> [PROBLEM TO WORK ON] Check each line of the data for "number", and copy the ones that have it.

[Collected data entries]

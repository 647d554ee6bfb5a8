mod key_manager_tests;
mod test_utils;
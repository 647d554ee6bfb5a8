use std::{io::ErrorKind, path::PathBuf};

use async_trait::async_trait;
use hsm_signer_interfaces::{
    InterfaceError, InterfaceResult, SecretStore, credentials_secret_name,
};
use tracing::debug;

/// Secrets stored as files named after the secret, under a root directory:
/// the credentials of a cluster are read from `<root>/CloudHSM/<cluster id>/credentials`
#[derive(Debug, Clone)]
pub struct FileSecretStore {
    root: PathBuf,
}

impl FileSecretStore {
    #[must_use]
    pub const fn new(root: PathBuf) -> Self {
        Self { root }
    }
}

#[async_trait]
impl SecretStore for FileSecretStore {
    async fn credentials(&self, cluster_id: &str, _region: &str) -> InterfaceResult<String> {
        let path = self.root.join(credentials_secret_name(cluster_id));
        debug!("reading the secret {}", path.display());
        tokio::fs::read_to_string(&path).await.map_err(|e| {
            if e.kind() == ErrorKind::NotFound {
                InterfaceError::NotFound(format!("no secret at {}", path.display()))
            } else {
                InterfaceError::Dependency(format!(
                    "failed to read the secret {}: {e}",
                    path.display()
                ))
            }
        })
    }
}

#[expect(clippy::unwrap_used)]
#[cfg(test)]
mod tests {
    use tempfile::TempDir;

    use super::*;

    #[tokio::test]
    async fn test_credentials() {
        let dir = TempDir::new().unwrap();
        let secret_dir = dir.path().join("CloudHSM").join("cluster-1");
        std::fs::create_dir_all(&secret_dir).unwrap();
        std::fs::write(
            secret_dir.join("credentials"),
            r#"{"HSM_USER":"crypto_user","HSM_PASSWORD":"secret"}"#,
        )
        .unwrap();

        let store = FileSecretStore::new(dir.path().to_owned());
        let secret = store.credentials("cluster-1", "us-east-1").await.unwrap();
        assert!(secret.contains("crypto_user"));
        assert!(matches!(
            store.credentials("cluster-2", "us-east-1").await,
            Err(InterfaceError::NotFound(_))
        ));
    }
}
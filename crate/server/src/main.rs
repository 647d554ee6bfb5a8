use std::sync::Arc;

use dotenvy::dotenv;
use hsm_signer_logger::log_init;
use hsm_signer_server::{
    config::{ClapConfig, ServerParams},
    result::SResult,
    start_signer_server::{Collaborators, start_signer_server},
};
use tracing::{debug, info, span};

/// The main entrypoint of the program.
///
/// This function sets up the necessary environment variables and logging options,
/// then parses the command line arguments and the configuration file using
/// [`ClapConfig::load_from_file`].
#[tokio::main]
async fn main() -> SResult<()> {
    // Set up environment variables and logging options
    if std::env::var("RUST_LOG").is_err() {
        unsafe {
            std::env::set_var("RUST_LOG", "info,hsm_signer=info,actix_web=info");
        }
    }

    // Load variable from a .env file
    dotenv().ok();

    let clap_config = ClapConfig::load_from_file()?;

    if let Some(rust_log) = &clap_config.logging.rust_log {
        unsafe {
            std::env::set_var("RUST_LOG", rust_log);
        }
    }
    log_init(None);

    let span = span!(tracing::Level::INFO, "start");
    let _guard = span.enter();

    info!(
        "OpenSSL version: {}, in {}, number: {:x}",
        openssl::version::version(),
        openssl::version::dir(),
        openssl::version::number()
    );

    // Instantiate a config object using the env variables and the args of the binary
    debug!("Command line config: {clap_config:#?}");

    // Parse the Server Config from the command line arguments
    let server_params = Arc::new(ServerParams::try_from(clap_config)?);
    let collaborators = Collaborators::from_params(&server_params);

    Box::pin(start_signer_server(server_params, collaborators, None)).await
}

> [EXERCISE RESPONSE]
        "OpenSSL version: {}, in {}, number: {:x}",
        openssl::version::number()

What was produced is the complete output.